METHODS: Fifty-three consecutive patients with suspected breast lesions undergoing preoperative MRI were enrolled in this prospective investigation. Each participant underwent conventional diffusion-weighted imaging (DWI), CTRW, and td-dMRI acquisition. From conventional DWI, ADCmean, ADCmin, and ADCmax were extracted from two-dimensional lesion regions of interest, and the intralesional ADC difference (ADCmax – ADCmin) was computed. CTRW analysis involved whole-lesion histograms to quantify temporal heterogeneity (α), spatial heterogeneity (β), and the anomalous diffusion coefficient (D). td-dMRI data were fitted using the JOINT model to derive five microstructural parameters, with PGSE50ms also obtained. Group comparisons of diffusion parameters between benign and malignant lesions were performed using Mann-Whitney U tests, followed by correlation analyses with Ki-67. Bonferroni correction was applied to account for multiple testing, with p < 0.05 indicating statistical significance. Logistic regression was employed to combine significant parameters, and diagnostic performance was assessed via receiver operating characteristic (ROC) analysis.

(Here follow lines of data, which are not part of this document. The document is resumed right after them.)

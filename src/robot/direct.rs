//! Direct motion override tracking
//!
//! Explicit motion calls made outside the action/resolver path (teleop,
//! scripted moves) take precedence over action-driven output on the same
//! channel for a bounded window. The translation and rotation channels are
//! tracked independently: a direct velocity command does not stop an action
//! from steering, and vice versa. Once the window elapses without a refresh,
//! actions regain the channel automatically.

use crate::types::Pose;
use std::time::{Duration, Instant};

/// Direct translational command
#[derive(Debug, Clone, Copy, PartialEq)]
pub enum TransCommand {
    /// Velocity setpoint in mm/s
    Velocity(f64),
    /// Device-profiled move of a fixed distance in mm
    MoveDistance(f64),
    /// Immediate stop
    Stop,
}

/// Direct rotational command
///
/// Relative heading requests are resolved to absolute headings at call time,
/// so refreshing the window does not re-apply the delta.
#[derive(Debug, Clone, Copy, PartialEq)]
pub enum RotCommand {
    /// Rotational velocity setpoint in deg/s
    RotVel(f64),
    /// Absolute heading setpoint in degrees
    Heading(f64),
}

/// Goal bookkeeping for the move-distance done predicate
#[derive(Debug, Clone, Copy)]
pub struct MoveGoal {
    /// Pose when the move was commanded
    pub start: Pose,
    /// Commanded distance in mm (negative = backward)
    pub distance: f64,
}

/// Per-channel direct motion state
#[derive(Default)]
pub struct DirectMotion {
    trans: Option<(TransCommand, Instant)>,
    rot: Option<(RotCommand, Instant)>,
    lat: Option<(f64, Instant)>,
    move_goal: Option<MoveGoal>,
    heading_goal: Option<f64>,
}

impl DirectMotion {
    /// Take over the translation channel
    pub fn set_trans(&mut self, cmd: TransCommand, now: Instant) {
        self.trans = Some((cmd, now));
    }

    /// Take over the rotation channel
    pub fn set_rot(&mut self, cmd: RotCommand, now: Instant) {
        self.rot = Some((cmd, now));
        if let RotCommand::Heading(deg) = cmd {
            self.heading_goal = Some(deg);
        }
    }

    /// Take over the lateral channel
    pub fn set_lat(&mut self, mm_per_sec: f64, now: Instant) {
        self.lat = Some((mm_per_sec, now));
    }

    /// Record a move-distance goal for the done predicate
    pub fn set_move_goal(&mut self, start: Pose, distance: f64) {
        self.move_goal = Some(MoveGoal { start, distance });
    }

    /// Stop both motion channels immediately
    pub fn stop(&mut self, now: Instant) {
        self.trans = Some((TransCommand::Stop, now));
        self.rot = Some((RotCommand::RotVel(0.0), now));
        self.lat = None;
        self.move_goal = None;
    }

    /// Hand control back to actions on every channel
    pub fn clear(&mut self) {
        self.trans = None;
        self.rot = None;
        self.lat = None;
    }

    /// Active translation override, purging it if the window expired
    pub fn trans_active(&mut self, now: Instant, window: Duration) -> Option<TransCommand> {
        purge(&mut self.trans, now, window);
        self.trans.map(|(cmd, _)| cmd)
    }

    /// Active rotation override, purging it if the window expired
    pub fn rot_active(&mut self, now: Instant, window: Duration) -> Option<RotCommand> {
        purge(&mut self.rot, now, window);
        self.rot.map(|(cmd, _)| cmd)
    }

    /// Active lateral override, purging it if the window expired
    pub fn lat_active(&mut self, now: Instant, window: Duration) -> Option<f64> {
        purge(&mut self.lat, now, window);
        self.lat.map(|(v, _)| v)
    }

    /// True if any channel is currently overridden
    pub fn any_active(&mut self, now: Instant, window: Duration) -> bool {
        self.trans_active(now, window).is_some()
            || self.rot_active(now, window).is_some()
            || self.lat_active(now, window).is_some()
    }

    /// Last commanded move goal, if any
    pub fn move_goal(&self) -> Option<MoveGoal> {
        self.move_goal
    }

    /// Last commanded absolute heading, if any
    pub fn heading_goal(&self) -> Option<f64> {
        self.heading_goal
    }
}

fn purge<T>(slot: &mut Option<(T, Instant)>, now: Instant, window: Duration) {
    let expired = matches!(slot, Some((_, at)) if now.duration_since(*at) >= window);
    if expired {
        *slot = None;
    }
}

RESULTS: The td-dMRI-derived fin and cellularity, alongside various CTRW-based histogram parameters, demonstrated statistically significant distinctions between benign and malignant breast lesions (all adjusted p < 0.05, Bonferroni correction). Among all evaluated models, the combined CTRW metrics yielded the highest area under the ROC curve (AUC) (0.975), indicating markedly improved diagnostic efficacy compared to conventional DWI (all p < 0.05). Diffusion metrics generated from ADC, α, and td-dMRI maps were significantly associated with Ki-67 expression (ρ = 0.39-0.62, all p < 0.05).
CONCLUSIONS: Diffusion parameters derived from conventional DWI, td-dMRI, and CTRW mapping demonstrate potential in characterizing breast lesion microstructure. Nevertheless, validation in larger cohorts remains necessary to substantiate their clinical utility.